Data: 11/03/2008 - Autore: Silvia Vagnoni
La vicenda trattata dalla Suprema Corte nell'ambito della sentenza n. 5282/2008 è quella di un ragazzo affetto da psicosi allucinatoria che, ricoverato nel reparto psichiatrico di un nosocomio campano, vi trovava la morte per suicidio nonostante i genitori avessero segnalato ai sanitari i suoi precedenti propositi e la necessità di approntare i necessari controlli atti ad evitare la realizzazione degli stessi.
I coniugi hanno proposto ricorso alla Suprema Corte per ottenere la cassazione della sentenza di appello che ridimensionava notevolmente il risarcimento quantificato dai giudici di primo grado osservando che i genitori di un ragazzo affetto da una grave infermità psichica sono "predisposti" alla sua morte e quindi soffrono meno in ragione di una diversa intensità del rapporto genitore-figlio che si caratterizza per una totale assenza di comunicazione, per isolamento, disagio e difficoltà comportamentali.
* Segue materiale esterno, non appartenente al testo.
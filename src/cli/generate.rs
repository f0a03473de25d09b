//! Generate and delete command handlers.

use color_eyre::eyre::eyre;
use color_eyre::Result;

use crate::context::Context;
use crate::ledger::LedgerStore;
use crate::models::Category;
use crate::preflight::PreflightGate;
use crate::prompt::{AssumeYes, PromptService, TerminalPrompt};
use crate::services::{Outcome, ReconciliationEngine, Session};

use super::App;

impl App {
    /// Run the generate command for the requested categories.
    pub fn run_generate(
        &self,
        ctx: &Context,
        categories: &[String],
        all: bool,
        class_name: Option<&str>,
        base_dir: Option<&str>,
        yes: bool,
    ) -> Result<()> {
        ctx.gate().check()?;

        let requested: Vec<String> = if all {
            Category::all().iter().map(|c| c.key().to_string()).collect()
        } else if categories.is_empty() {
            return Err(eyre!("Name at least one category or pass --all"));
        } else {
            categories.to_vec()
        };

        let mut engine = ctx.engine()?;
        if let Some(dir) = base_dir {
            engine.set_base_dir(dir)?;
        }
        if let Some(name) = class_name {
            let [category] = requested.as_slice() else {
                return Err(eyre!("--class-name applies to exactly one category"));
            };
            engine.set_class_name(category.parse()?, name)?;
        }

        let failed = if yes {
            run_requests(engine, AssumeYes, &requested, Session::generate_named)
        } else {
            run_requests(
                engine,
                TerminalPrompt::stdio(),
                &requested,
                Session::generate_named,
            )
        };
        finish(failed)
    }

    /// Run the delete command for one category.
    pub fn run_delete(&self, ctx: &Context, category: &str, yes: bool) -> Result<()> {
        ctx.gate().check()?;

        let engine = ctx.engine()?;
        let requested = [category.to_string()];
        let failed = if yes {
            run_requests(engine, AssumeYes, &requested, Session::delete_named)
        } else {
            run_requests(
                engine,
                TerminalPrompt::stdio(),
                &requested,
                Session::delete_named,
            )
        };
        finish(failed)
    }
}

/// Run one request per category name and print each outcome.
///
/// Returns the number of failed requests.
fn run_requests<S, P>(
    engine: ReconciliationEngine<S>,
    prompt: P,
    requested: &[String],
    request: fn(&mut Session<S, P>, &str) -> Outcome,
) -> usize
where
    S: LedgerStore,
    P: PromptService,
{
    let mut session = Session::new(engine, prompt);
    requested
        .iter()
        .map(|name| {
            let outcome = request(&mut session, name);
            report(name, &outcome);
            outcome
        })
        .filter(Outcome::is_failure)
        .count()
}

fn report(name: &str, outcome: &Outcome) {
    match outcome {
        Outcome::Written { path, members } => {
            println!("{name}: wrote {members} members to {}", path.display())
        }
        Outcome::Deleted { path } => println!("{name}: deleted {}", path.display()),
        Outcome::Cancelled => println!("{name}: cancelled"),
        Outcome::NothingToDelete => println!("{name}: nothing to delete"),
        Outcome::Failed(e) => println!("{name}: failed [{}]", e.code()),
    }
}

fn finish(failed: usize) -> Result<()> {
    if failed == 0 {
        Ok(())
    } else {
        Err(eyre!("{} request(s) failed", failed))
    }
}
La Corte ha accolto il ricorso sostenendo invece che in alcun modo i genitori di un malato possano essere indennizzati meno di quelli che abbiano subito la perdita di un figlio sano e ciò in quanto "gravi affezioni e preoccupanti patologie di un figlio intensificano, piuttosto che diminuire, il legame emozionale con il genitore, quasi che l'intensificazione di un sentimento di amore possa in qualche misura compensare la gravità della sintomatologia accusata dal figlio stesso: e la prova presuntiva di tale, intensificata relazione affettiva può legitti­mamente desumersi, nella specie, proprio dalla quantità e qualità di cure prodigate all'infermo".